+++ DATA SUPPLIED +++

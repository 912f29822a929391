/*!
# Viewer Interface

The path engine and the simulation driver are headless: they never decide how a
vertex or edge should be painted. Instead they call out to a small [`Viewer`]
trait whenever a vertex/edge is selected, marked accidented, or placed on a
reported path. A [`NullViewer`] answers every call with nothing, which is what
the test suite and any batch/offline use of this crate runs against.

No method on this trait returns a value the core consumes; the contract is
purely "notify and move on".
*/

/// Outbound notification sink for graph visualization.
///
/// Implementors may ignore any or all calls; the core never inspects what a
/// viewer does with them; it only guarantees it *will* call them, and at what
/// moments (see [`crate::core::graph::Graph::reset`]).
pub trait Viewer {
    /// A vertex was created at the given canvas coordinates.
    fn add_node(&mut self, id: u64, x: i32, y: i32) {
        let _ = (id, x, y);
    }

    /// A directed (or, if `directed` is false, bidirectional) edge was created.
    fn add_edge(&mut self, id: u64, source: u64, target: u64, directed: bool) {
        let _ = (id, source, target, directed);
    }

    fn set_vertex_color(&mut self, id: u64, color: &str) {
        let _ = (id, color);
    }

    fn set_vertex_size(&mut self, id: u64, size: f64) {
        let _ = (id, size);
    }

    fn set_vertex_label(&mut self, id: u64, label: &str) {
        let _ = (id, label);
    }

    fn set_edge_color(&mut self, id: u64, color: &str) {
        let _ = (id, color);
    }

    fn set_edge_thickness(&mut self, id: u64, thickness: f64) {
        let _ = (id, thickness);
    }

    fn set_edge_label(&mut self, id: u64, label: &str) {
        let _ = (id, label);
    }

    fn rearrange(&mut self) {}

    fn close_window(&mut self) {}

    fn set_background(&mut self, path: &str) {
        let _ = path;
    }

    fn define_edge_curved(&mut self, id: u64, curved: bool) {
        let _ = (id, curved);
    }
}

/// A [`Viewer`] that performs no observable action for any call.
///
/// Used for headless planning, simulation, and tests, and as the default
/// viewer a freshly constructed [`crate::core::graph::Graph`] opens with.
#[derive(Debug, Default, Clone, Copy)]
pub struct NullViewer;

impl Viewer for NullViewer {}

+++

Please return all of the records exactly as they appear.

repository 912f29822a929391
/*!
# Viewer Interface

The path engine and the simulation driver are headless: they never decide how a
vertex or edge should be painted. Instead they call out to a small [`Viewer`]
trait whenever a vertex/edge is selected, marked accidented, or placed on a
reported path. A [`NullViewer`] answers every call with nothing, which is what
the test suite and any batch/offline use of this crate runs against.

No method on this trait returns a value the core consumes; the contract is
purely "notify and move on".
*/

/// Outbound notification sink for graph visualization.
///
/// Implementors may ignore any or all calls; the core never inspects what a
/// viewer does with them; it only guarantees it *will* call them, and at what
/// moments (see [`crate::core::graph::Graph::reset`]).
pub trait Viewer {
    /// A vertex was created at the given canvas coordinates.
    fn add_node(&mut self, id: u64, x: i32, y: i32) {
        let _ = (id, x, y);
    }

    /// A directed (or, if `directed` is false, bidirectional) edge was created.
    fn add_edge(&mut self, id: u64, source: u64, target: u64, directed: bool) {
        let _ = (id, source, target, directed);
    }

    fn set_vertex_color(&mut self, id: u64, color: &str) {
        let _ = (id, color);
    }

    fn set_vertex_size(&mut self, id: u64, size: f64) {
        let _ = (id, size);
    }

    fn set_vertex_label(&mut self, id: u64, label: &str) {
        let _ = (id, label);
    }

    fn set_edge_color(&mut self, id: u64, color: &str) {
        let _ = (id, color);
    }

    fn set_edge_thickness(&mut self, id: u64, thickness: f64) {
        let _ = (id, thickness);
    }

    fn set_edge_label(&mut self, id: u64, label: &str) {
        let _ = (id, label);
    }

    fn rearrange(&mut self) {}

    fn close_window(&mut self) {}

    fn set_background(&mut self, path: &str) {
        let _ = path;
    }

    fn define_edge_curved(&mut self, id: u64, curved: bool) {
        let _ = (id, curved);
    }
}

/// A [`Viewer`] that performs no observable action for any call.
///
/// Used for headless planning, simulation, and tests, and as the default
/// viewer a freshly constructed [`crate::core::graph::Graph`] opens with.
#[derive(Debug, Default, Clone, Copy)]
pub struct NullViewer;

impl Viewer for NullViewer {}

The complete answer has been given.